Thank you for posting the photo. I have deduced that it is a view of the Ecole Militaire seen across the Champ de Mars. Yor viewpoint is higher than the Pont d'Iena and to get that view between the legs of the Eiffel Tower, you must be at the Palais de Chaillot with a long telephoto lens. I see your EXIF data gives a focal length of 47mm but I don't know what that translates into in 35mm terms (300mm maybe?)
At such long telephoto settings any slight movement will be exaggerated. The oscillations seem very regular and are therefore almost certainly of mechanical origin. Their frequency is estimated to be greater than 10 Hz and the motion is circular. During the time of the exposure the amplitude diminishes.
There are therefore two possibilities:
(1) The camera/lens/tripod system has a natural resonace frequency of around this value and takes several seconds to damp off. The original impuls causing the vibrations could be from the setting-up process or from the pressing of the shutter. If this is the cause, then you can confirm it by using the same system and setting it up elsewhere to take similar views of moving distant car lights. Somehow I rather doubt that this hypothesis would produce such high frequency vibrations.
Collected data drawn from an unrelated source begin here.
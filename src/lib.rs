//! # View Service - Resilient Financial Data Views
//!
//! Rust implementation of the view service providing:
//! - A tool registry loaded from a JSON manifest of named data operations
//! - A data provider with backend substitution, retry/backoff and a uniform envelope
//! - Advisory health tracking with a degrade/recover state machine
//! - View composition with partial-failure semantics
//! - Signal backtests over a content-addressed `.csv.gz` cache
//! - An HTTP surface for catalogue browsing and view runs
//!
//! ## Architecture
//!
//! ```text
//!                    ┌─────────────────────────────────────┐
//!   POST /run    →   │  ViewCatalog ─► run_view            │
//!                    │                    │                │
//!                    │                    ▼                │
//!                    │  DataProvider (ToolProvider)        │
//!                    │  ┌─────────┐ ┌─────────┐ ┌───────┐  │
//!                    │  │ Routes  │ │  Retry  │ │ Cache │  │
//!                    │  └─────────┘ └─────────┘ └───────┘  │
//!                    │        │  outcomes                  │
//!                    │        ▼                            │
//!                    │  HealthMonitor (advisory)           │
//!                    └─────────────────────────────────────┘
//!   backtest CLI →   BacktestFramework ─► FrameCache (.csv.gz)
//! ```

// Enforce strict safety at compile time
#![deny(unsafe_code)]
#![warn(missing_debug_implementations)]
#![warn(rust_2018_idioms)]

pub mod app;
pub mod backtest;
pub mod health;
pub mod http;
pub mod provider;
pub mod tools;
pub mod types;
pub mod views;

// Internal utilities
pub mod observability;
pub mod recovery;

pub use app::App;
pub use types::{Config, Error, Result};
(2) Vibrations are being transmitted to the camera system from an external source. Any motor, engine or pump nearby could be the source. The fact that the amplitude diminishes during the 8 second exposure could indicate that the source of vibration was moving away from you. I therefore suggest that one possibility is that there is a Metro line running somewhere nearby and that the passage of trains is causing vibrations.